Increased levels of lipocalin 2 in palmoplantar pustular psoriasis

•PPP is a recalcitrant chronic skin disease, whose pathogenic players are unexplored.•LCN2 blood levels are increased in PPP, correlate with pustule formation and indicate patients’ epidermal IL-1β activity and pro-atherogenic risk.•IL-1β inhibition may be a promising therapeitic approach in PPP, in particular in patients with high LCN2 levels. Palmoplantar pustular psoriasis (PPP) is a recalcitrant chronic skin disease affecting the palms and soles. To identify and characterize pathogenetic players in PPP. Clinical and anamnestic data as well as skin and blood samples of 60 PPP patients were collected. Healthy participants served as controls. Analysis of patient samples and cultured primary skin cells was performed by ELISA, qRT-PCR, and immunohistochemistry. Upon screening of blood mediators in PPP patients, lipocalin 2 (LCN2) emerged as being significantly upregulated compared to healthy participants. LCN2 blood levels were independent of age, sex, or concomitant psoriasis vulgaris.
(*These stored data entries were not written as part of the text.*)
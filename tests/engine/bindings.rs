//! Binding environment properties

use proptest::prelude::*;
use strata_engine::BindingEnv;
use strata_foundation::Node;
use strata_language::Var;

#[derive(Clone, Debug)]
enum Op {
    Bind(u32, i64),
    Push,
    Unwind,
}

fn op() -> impl Strategy<Value = Op> {
    prop_oneof![
        3 => (0u32..6, 0i64..4).prop_map(|(v, n)| Op::Bind(v, n)),
        1 => Just(Op::Push),
        1 => Just(Op::Unwind),
    ]
}

fn slots(env: &BindingEnv) -> Vec<Option<Node>> {
    (0..6).map(|i| env.get(Var::new(i)).cloned()).collect()
}

proptest! {
    /// Unwinding returns the environment to exactly what it was at the
    /// matching push, whatever happened in between.
    #[test]
    fn unwind_restores_the_marked_state(ops in prop::collection::vec(op(), 0..40)) {
        let mut env = BindingEnv::new(6);
        let mut saved: Vec<Vec<Option<Node>>> = Vec::new();
        for op in ops {
            match op {
                Op::Bind(v, n) => {
                    let before = env.get(Var::new(v)).cloned();
                    let ok = env.bind(Var::new(v), Node::integer(n));
                    match before {
                        Some(existing) => prop_assert_eq!(ok, existing == Node::integer(n)),
                        None => prop_assert!(ok),
                    }
                }
                Op::Push => {
                    saved.push(slots(&env));
                    env.push();
                }
                Op::Unwind => {
                    env.unwind();
                    if let Some(state) = saved.pop() {
                        prop_assert_eq!(slots(&env), state);
                    }
                }
            }
            prop_assert_eq!(env.depth(), saved.len());
        }
    }

    /// A snapshot lists exactly the bound variables.
    #[test]
    fn snapshot_lists_bound_variables(binds in prop::collection::vec((0u32..6, 0i64..4), 0..10)) {
        let mut env = BindingEnv::new(6);
        for (v, n) in &binds {
            env.bind(Var::new(*v), Node::integer(*n));
        }
        let bound = (0..6).filter(|i| env.is_bound(Var::new(*i))).count();
        prop_assert_eq!(env.snapshot().len(), bound);
    }
}

#[test]
fn out_of_range_variable_does_not_bind() {
    let mut env = BindingEnv::new(1);
    assert!(!env.bind(Var::new(3), Node::integer(1)));
    assert!(env.snapshot().is_empty());
}
//! Tracing a reasoner run through the debug layer

use std::sync::{Arc, Mutex};

use strata_debug::{ObservabilityConfig, Tracer, TracerConfig};
use strata_engine::{Reasoner, ReasonerEvent};
use strata_language::{parse_facts, parse_rules};
use strata_storage::{GraphStore, MemoryStore};

const RULES: &str = "@prefix ex: <http://example.org/> .
    -> (ex:root ex:lt ex:a) .
    [trans: (?x ex:lt ?y) (?y ex:lt ?z) -> (?x ex:lt ?z)]
    [note: (?x ex:lt ex:c) -> print(\"reaches c:\", ?x)]";

const FACTS: &str = "@prefix ex: <http://example.org/> .
    (ex:a ex:lt ex:b) (ex:b ex:lt ex:c)";

fn traced_run(config: TracerConfig) -> Arc<Mutex<Tracer>> {
    let rules = parse_rules(RULES).unwrap();
    let mut store = MemoryStore::new();
    let base = store.create_graph(&"urn:t".into()).unwrap();
    store.insert_all(base, &parse_facts(FACTS).unwrap()).unwrap();

    let mut tracer = Tracer::new(config);
    tracer.set_prefixes(rules.prefixes.clone());
    let tracer = Arc::new(Mutex::new(tracer));
    let mut reasoner = Reasoner::new().with_trace_sink(Box::new(Arc::clone(&tracer)));
    reasoner.apply_axioms(&mut store, base, &rules).unwrap();
    reasoner.apply_rules(&mut store, base, base, &rules).unwrap();
    tracer
}

#[test]
fn records_are_grouped_by_round() {
    let tracer = traced_run(TracerConfig::new().enabled());
    let tracer = tracer.lock().unwrap();
    let buffer = tracer.buffer();

    assert_eq!(buffer.rounds(), vec![0, 1, 2, 3]);
    assert_eq!(buffer.records_for_round(0).len(), 1);
    assert_eq!(buffer.by_event_type("axiom").len(), 1);
    assert_eq!(buffer.by_event_type("converged").len(), 1);
    assert!(buffer.last().is_some_and(|r| r.event_type() == "converged"));
}

#[test]
fn derived_facts_and_prints_are_traced_per_rule() {
    let tracer = traced_run(TracerConfig::new().enabled());
    let tracer = tracer.lock().unwrap();
    let buffer = tracer.buffer();

    // root<b and a<c in round 1; root<c in round 2.
    let derived = buffer.by_event_type("derived");
    assert_eq!(derived.len(), 3);

    let printed: Vec<_> = buffer
        .by_rule("note")
        .into_iter()
        .filter_map(|r| match &r.event {
            ReasonerEvent::Printed { text, .. } => Some(text.clone()),
            _ => None,
        })
        .collect();
    assert_eq!(printed.len(), 3);
    assert!(printed.iter().all(|t| t.starts_with("reaches c:")));
}

#[test]
fn event_filter_keeps_only_named_kinds() {
    let tracer = traced_run(
        TracerConfig::new()
            .enabled()
            .filter_events(vec!["round-start".into(), "round-end".into()]),
    );
    let tracer = tracer.lock().unwrap();
    let stats = tracer.stats();
    assert_eq!(stats.record_count, 6);
    assert_eq!(stats.event_counts.get("round-start"), Some(&3));
}

#[test]
fn json_lines_use_prefixes() {
    let tracer = traced_run(TracerConfig::new().enabled().json());
    let tracer = tracer.lock().unwrap();
    let derived = tracer.buffer().by_event_type("derived");
    let line = tracer.format_record(derived[0]);
    assert!(line.starts_with("{\"id\":"));
    assert!(line.contains("\"type\":\"derived\""));
    assert!(line.contains("ex:lt"));
}

#[test]
fn small_buffer_keeps_the_newest_records() {
    let tracer = traced_run(TracerConfig::new().enabled().with_buffer_size(4));
    let tracer = tracer.lock().unwrap();
    let stats = tracer.stats();
    assert_eq!(stats.record_count, 4);
    assert_eq!(stats.newest_round, Some(3));
}

#[test]
fn disabled_tracer_records_nothing() {
    let tracer = traced_run(ObservabilityConfig::default().tracer_config());
    assert!(tracer.lock().unwrap().buffer().is_empty());
}
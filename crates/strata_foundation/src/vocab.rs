//! Well-known namespaces and terms.

/// The RDF namespace.
pub mod rdf {
    /// Namespace IRI.
    pub const NS: &str = "http://www.w3.org/1999/02/22-rdf-syntax-ns#";
    /// `rdf:type`
    pub const TYPE: &str = "http://www.w3.org/1999/02/22-rdf-syntax-ns#type";
    /// `rdf:Property`
    pub const PROPERTY: &str = "http://www.w3.org/1999/02/22-rdf-syntax-ns#Property";
}

/// The RDF Schema namespace.
pub mod rdfs {
    /// Namespace IRI.
    pub const NS: &str = "http://www.w3.org/2000/01/rdf-schema#";
    /// `rdfs:subClassOf`
    pub const SUB_CLASS_OF: &str = "http://www.w3.org/2000/01/rdf-schema#subClassOf";
    /// `rdfs:subPropertyOf`
    pub const SUB_PROPERTY_OF: &str = "http://www.w3.org/2000/01/rdf-schema#subPropertyOf";
    /// `rdfs:domain`
    pub const DOMAIN: &str = "http://www.w3.org/2000/01/rdf-schema#domain";
    /// `rdfs:range`
    pub const RANGE: &str = "http://www.w3.org/2000/01/rdf-schema#range";
    /// `rdfs:Class`
    pub const CLASS: &str = "http://www.w3.org/2000/01/rdf-schema#Class";
    /// `rdfs:Resource`
    pub const RESOURCE: &str = "http://www.w3.org/2000/01/rdf-schema#Resource";
}

/// The OWL namespace.
pub mod owl {
    /// Namespace IRI.
    pub const NS: &str = "http://www.w3.org/2002/07/owl#";
}

/// The XML Schema datatypes namespace.
pub mod xsd {
    /// Namespace IRI.
    pub const NS: &str = "http://www.w3.org/2001/XMLSchema#";
    /// `xsd:string`
    pub const STRING: &str = "http://www.w3.org/2001/XMLSchema#string";
    /// `xsd:boolean`
    pub const BOOLEAN: &str = "http://www.w3.org/2001/XMLSchema#boolean";
    /// `xsd:integer`
    pub const INTEGER: &str = "http://www.w3.org/2001/XMLSchema#integer";
    /// `xsd:decimal`
    pub const DECIMAL: &str = "http://www.w3.org/2001/XMLSchema#decimal";
    /// `xsd:double`
    pub const DOUBLE: &str = "http://www.w3.org/2001/XMLSchema#double";
    /// `xsd:float`
    pub const FLOAT: &str = "http://www.w3.org/2001/XMLSchema#float";

    const INTEGRAL: &[&str] = &[
        "integer",
        "int",
        "long",
        "short",
        "byte",
        "nonNegativeInteger",
        "positiveInteger",
        "nonPositiveInteger",
        "negativeInteger",
        "unsignedInt",
        "unsignedLong",
        "unsignedShort",
        "unsignedByte",
    ];

    /// Returns true if `datatype` is one of the integral XSD types.
    #[must_use]
    pub fn is_integral(datatype: &str) -> bool {
        datatype
            .strip_prefix(NS)
            .is_some_and(|local| INTEGRAL.contains(&local))
    }

    /// Returns true if `datatype` is any numeric XSD type.
    #[must_use]
    pub fn is_numeric(datatype: &str) -> bool {
        is_integral(datatype) || matches!(datatype, DECIMAL | DOUBLE | FLOAT)
    }
}

/// The default prefix table used by the rule parser.
pub const DEFAULT_PREFIXES: &[(&str, &str)] = &[
    ("rdf", rdf::NS),
    ("rdfs", rdfs::NS),
    ("owl", owl::NS),
    ("xsd", xsd::NS),
];
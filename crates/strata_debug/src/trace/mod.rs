//! Tracing of reasoner sessions.
//!
//! A [`Tracer`] is a [`TraceSink`]: install it on a reasoner and every
//! event lands in a bounded [`TraceBuffer`], optionally echoed to stderr
//! as it happens. Nothing is recorded while the tracer is disabled, and
//! the reasoner skips building events altogether.
//!
//! ```text
//! :trace on        enable tracing
//! :run             events are printed as the fixpoint runs
//! :trace last 20   show recent records
//! :trace round 2   show one round
//! ```

pub mod buffer;
pub mod format;
pub mod record;

pub use buffer::{TraceBuffer, TraceBufferStats};
pub use format::{HumanFormatter, JsonFormatter, TraceFormatter};
pub use record::TraceRecord;

use std::io::{self, Write};
use std::time::Instant;

use strata_engine::{ReasonerEvent, TraceSink};
use strata_language::PrefixMap;

// =============================================================================
// Tracer Configuration
// =============================================================================

/// Where trace output is sent as events arrive.
#[derive(Clone, Copy, Debug, Default, PartialEq, Eq)]
pub enum TraceOutput {
    /// Buffer only.
    #[default]
    None,
    /// Also write each record to stderr.
    Stderr,
}

/// Configuration for the tracer.
#[derive(Clone, Debug)]
pub struct TracerConfig {
    /// Whether tracing is enabled.
    pub enabled: bool,
    /// Maximum records to keep in the buffer.
    pub buffer_size: usize,
    /// Where to echo records.
    pub output: TraceOutput,
    /// Whether to use JSON format.
    pub json_format: bool,
    /// Event types to keep (empty = all).
    pub event_filter: Vec<String>,
}

impl Default for TracerConfig {
    fn default() -> Self {
        Self {
            enabled: false,
            buffer_size: 10_000,
            output: TraceOutput::None,
            json_format: false,
            event_filter: Vec::new(),
        }
    }
}

impl TracerConfig {
    /// Creates a new tracer configuration.
    #[must_use]
    pub fn new() -> Self {
        Self::default()
    }

    /// Builder method to enable tracing.
    #[must_use]
    pub fn enabled(mut self) -> Self {
        self.enabled = true;
        self
    }

    /// Builder method to set buffer size.
    #[must_use]
    pub fn with_buffer_size(mut self, size: usize) -> Self {
        self.buffer_size = size;
        self
    }

    /// Builder method to echo to stderr.
    #[must_use]
    pub fn to_stderr(mut self) -> Self {
        self.output = TraceOutput::Stderr;
        self
    }

    /// Builder method to use JSON format.
    #[must_use]
    pub fn json(mut self) -> Self {
        self.json_format = true;
        self
    }

    /// Builder method to keep only some event types.
    #[must_use]
    pub fn filter_events(mut self, types: Vec<String>) -> Self {
        self.event_filter = types;
        self
    }
}

// =============================================================================
// Tracer
// =============================================================================

/// Records reasoner events.
pub struct Tracer {
    config: TracerConfig,
    buffer: TraceBuffer,
    current_round: u32,
    start_time: Instant,
    prefixes: Option<PrefixMap>,
    human_formatter: HumanFormatter,
    json_formatter: JsonFormatter,
}

impl Tracer {
    /// Creates a new tracer with the given configuration.
    #[must_use]
    pub fn new(config: TracerConfig) -> Self {
        let buffer = TraceBuffer::new(config.buffer_size);
        Self {
            config,
            buffer,
            current_round: 0,
            start_time: Instant::now(),
            prefixes: None,
            human_formatter: HumanFormatter::new(),
            json_formatter: JsonFormatter::new(),
        }
    }

    /// Creates a disabled tracer.
    #[must_use]
    pub fn disabled() -> Self {
        Self::new(TracerConfig::default())
    }

    /// Creates an enabled tracer that echoes to stderr.
    #[must_use]
    pub fn to_stderr() -> Self {
        Self::new(TracerConfig::new().enabled().to_stderr())
    }

    /// Returns whether tracing is enabled.
    #[must_use]
    #[inline]
    pub fn is_enabled(&self) -> bool {
        self.config.enabled
    }

    /// Enables tracing.
    pub fn enable(&mut self) {
        self.config.enabled = true;
    }

    /// Disables tracing.
    pub fn disable(&mut self) {
        self.config.enabled = false;
    }

    /// Sets where records are echoed.
    pub fn set_output(&mut self, output: TraceOutput) {
        self.config.output = output;
    }

    /// Sets whether to use JSON output format.
    pub fn set_json_format(&mut self, json: bool) {
        self.config.json_format = json;
    }

    /// Sets the prefixes used to shorten IRIs in formatted output.
    pub fn set_prefixes(&mut self, prefixes: PrefixMap) {
        self.prefixes = Some(prefixes);
    }

    /// Returns the round of the most recent round-start event.
    #[must_use]
    pub fn current_round(&self) -> u32 {
        self.current_round
    }

    /// Records an event. Returns immediately when disabled.
    #[inline]
    pub fn push(&mut self, event: ReasonerEvent) {
        if !self.config.enabled {
            return;
        }
        self.push_internal(event);
    }

    fn push_internal(&mut self, event: ReasonerEvent) {
        match &event {
            ReasonerEvent::RoundStarted { round, .. } => self.current_round = *round,
            ReasonerEvent::AxiomAsserted { .. } | ReasonerEvent::AxiomPresent { .. } => {
                self.current_round = 0;
            }
            _ => {}
        }

        if !self.config.event_filter.is_empty()
            && !self.config.event_filter.iter().any(|t| t == event.kind())
        {
            return;
        }

        #[allow(clippy::cast_possible_truncation)]
        let timestamp_ns = self.start_time.elapsed().as_nanos() as u64;
        self.buffer.push(self.current_round, timestamp_ns, event);

        if self.config.output == TraceOutput::Stderr {
            if let Some(record) = self.buffer.last() {
                let line = self.format_record(record);
                let _ = writeln!(io::stderr(), "{line}");
            }
        }
    }

    /// Formats a record using the current format settings.
    #[must_use]
    pub fn format_record(&self, record: &TraceRecord) -> String {
        if self.config.json_format {
            self.json_formatter.format(record, self.prefixes.as_ref())
        } else {
            self.human_formatter.format(record, self.prefixes.as_ref())
        }
    }

    /// Formats several records.
    #[must_use]
    pub fn format_records(&self, records: &[&TraceRecord]) -> String {
        if self.config.json_format {
            self.json_formatter.format_many(records, self.prefixes.as_ref())
        } else {
            self.human_formatter.format_many(records, self.prefixes.as_ref())
        }
    }

    /// Returns the trace buffer.
    #[must_use]
    pub fn buffer(&self) -> &TraceBuffer {
        &self.buffer
    }

    /// Clears the trace buffer.
    pub fn clear(&mut self) {
        self.buffer.clear();
    }

    /// Returns buffer statistics.
    #[must_use]
    pub fn stats(&self) -> TraceBufferStats {
        self.buffer.stats()
    }
}

impl Default for Tracer {
    fn default() -> Self {
        Self::disabled()
    }
}

impl TraceSink for Tracer {
    fn record(&mut self, event: ReasonerEvent) {
        self.push(event);
    }

    fn is_enabled(&self) -> bool {
        self.config.enabled
    }
}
Keratinocytes in PPP skin lesions were important LCN2 producers. In vitro, LCN2 production of these cells was upregulated by IL-1β and further enhanced by IL-17 and TNF-α, while IL-22 had no effect. Accordingly, a positive relationship between blood IL-1β and LCN2 levels was evident in PPP. LCN2 blood levels also showed a positive correlation with PPP pustule score, Dermatology Quality of Life Index and blood levels of the pro-atherogenic molecule resistin. In PPP, increased blood levels of LCN2 indicate an important activity of IL-1β in the epidermis, may contribute to skin neutrophil infiltration, and may point to an increased pro- atherosclerosis risk.